1.Penny is next up to have a kid.
2: Into a Resurrection machine that someone hopefully will have invented by the year 3017.
Resposta per tmdb19868063
el 4 r de 2017 a les 10:55 A.M.
I like that!
Resposta per Knixon
el 4 r de 2017 a les 1:53 P.M.
Of course! You gotta come back in order to play "catch" with 8 balls at the same time with your dogopus!
Resposta per Tim-Buktu
el 5 r de 2017 a les 11:50 A.M.
I think it would be much easier to be his enemy. That way I wouldn't have to pretend to like him.
My money is on the final show. Maybe even the final sentence. That will give people something to talk about.
I plan on donating my body to science after they salvage all the useful parts. Don't worry Lemons. I'll make sure they send you my heart.
Resposta per tmdb19868063
el 5 r de 2017 a les 2:24 P.M.
1.So by the transitive predicate nominative property, it would be easier to not pretend to like him than to not like him but pretend to. Divided by 5 times the square brownie pan you're currently eating out of.
2.My money is in my wallet.
3.Could you throw in your mandibular condyle? Then I'd really swoon.
Resposta per Tim-Buktu
el 5 r de 2017 a les 10:48 P.M.
I offered her my heart but she wanted my mandibular condyle.
Sounds like a Country Western song to me.
Resposta per FormerlyKnownAs
el 6 r de 2017 a les 2:38 P.M.
Main Question: Friends wouldn't kill him in his sleep, even though they could. Enemies would kill him in his sleep if they could.

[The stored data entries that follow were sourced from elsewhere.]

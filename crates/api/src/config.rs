//! Application configuration loaded from environment variables.

use std::path::PathBuf;

/// Server configuration with sensible defaults.
///
/// Reads from environment variables:
/// - `HOST`: bind address (default: `"0.0.0.0"`)
/// - `PORT`: listen port (default: `3000`)
/// - `RUST_LOG`: tracing filter directive (default: `"info"`)
/// - `SEED_FILE`: optional JSON file of dishes and orders loaded at startup
#[derive(Debug, Clone)]
pub struct Config {
    pub host: String,
    pub port: u16,
    pub log_level: String,
    pub seed_file: Option<PathBuf>,
}

impl Config {
    /// Loads configuration from environment variables, falling back to defaults.
    pub fn from_env() -> Self {
        Self::from_lookup(|key| std::env::var(key).ok())
    }

    /// Builds configuration from an arbitrary key lookup.
    pub fn from_lookup(lookup: impl Fn(&str) -> Option<String>) -> Self {
        let defaults = Self::default();
        Self {
            host: lookup("HOST").unwrap_or(defaults.host),
            port: lookup("PORT")
                .and_then(|p| p.parse().ok())
                .unwrap_or(defaults.port),
            log_level: lookup("RUST_LOG").unwrap_or(defaults.log_level),
            seed_file: lookup("SEED_FILE")
                .filter(|p| !p.is_empty())
                .map(PathBuf::from),
        }
    }

    /// Returns the `"host:port"` bind address string.
    pub fn addr(&self) -> String {
        format!("{}:{}", self.host, self.port)
    }
}

impl Default for Config {
    fn default() -> Self {
        Self {
            host: "0.0.0.0".to_string(),
            port: 3000,
            log_level: "info".to_string(),
            seed_file: None,
        }
    }
}
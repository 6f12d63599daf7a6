use crate::EntityId;

/// An entity that can live in an [`EntityStore`].
pub trait Entity: Clone + Send + Sync + 'static {
    /// Replaceable fields of the entity. Never carries the id.
    type Changes;

    /// Human-readable entity name, e.g. `"Dish"`.
    const KIND: &'static str;

    /// Returns the entity's immutable identifier.
    fn id(&self) -> &EntityId;

    /// Overwrites every field carried by `changes`.
    fn apply(&mut self, changes: Self::Changes);
}

/// Ordered collection of entities of one type, keyed by id.
///
/// Listing follows insertion order. Ids are not checked for uniqueness on
/// append; that is the id generator's job.
#[derive(Debug, Clone)]
pub struct EntityStore<T> {
    entities: Vec<T>,
}

impl<T: Entity> EntityStore<T> {
    /// Creates an empty store.
    pub fn new() -> Self {
        Self {
            entities: Vec::new(),
        }
    }

    /// Creates a store pre-populated with `entities`, in the given order.
    pub fn with_entities(entities: Vec<T>) -> Self {
        Self { entities }
    }

    /// Appends an entity and returns a reference to the stored value.
    pub fn append(&mut self, entity: T) -> &T {
        tracing::debug!(kind = T::KIND, id = %entity.id(), "appending entity");
        self.entities.push(entity);
        let last = self.entities.len() - 1;
        &self.entities[last]
    }

    /// Looks up an entity by id.
    pub fn find_by_id(&self, id: &EntityId) -> Option<&T> {
        self.entities.iter().find(|e| e.id() == id)
    }

    /// Returns true if an entity with this id is stored.
    pub fn contains(&self, id: &EntityId) -> bool {
        self.find_by_id(id).is_some()
    }

    /// Applies `changes` to the stored entity in place.
    ///
    /// The entity keeps its slot and its id. Returns `None` when no entity
    /// has this id.
    pub fn replace_fields(&mut self, id: &EntityId, changes: T::Changes) -> Option<&T> {
        let entity = self.entities.iter_mut().find(|e| e.id() == id)?;
        entity.apply(changes);
        tracing::debug!(kind = T::KIND, %id, "replaced entity fields");
        Some(&*entity)
    }

    /// Removes the entity with this id, returning it.
    pub fn remove(&mut self, id: &EntityId) -> Option<T> {
        let index = self.entities.iter().position(|e| e.id() == id)?;
        tracing::debug!(kind = T::KIND, %id, "removing entity");
        Some(self.entities.remove(index))
    }

    /// Returns all entities in insertion order.
    pub fn list(&self) -> &[T] {
        &self.entities
    }

    /// Returns the number of stored entities.
    pub fn len(&self) -> usize {
        self.entities.len()
    }

    /// Returns true if the store holds no entities.
    pub fn is_empty(&self) -> bool {
        self.entities.is_empty()
    }
}

impl<T: Entity> Default for EntityStore<T> {
    fn default() -> Self {
        Self::new()
    }
}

-1. Are we being Penny-baby programmed; don't think so. Just not Team Chucky's style. When it comes to whichever/whatever direction the show is taking, when have we ever known Team Chucky to pussyfoot around with spoon-feeding fans? Foreshadowing
.
-2. A lot of fond growing-up memories attached to one place in my hometown. Many, many family/friends fun times. I've already made my family promise to take my ashes home and scattered them there. I want to spend eternity somewhere that's green. But, the way the gaming industry is spreading in the area—my ashes will probably end up in the middle of a blackjack table.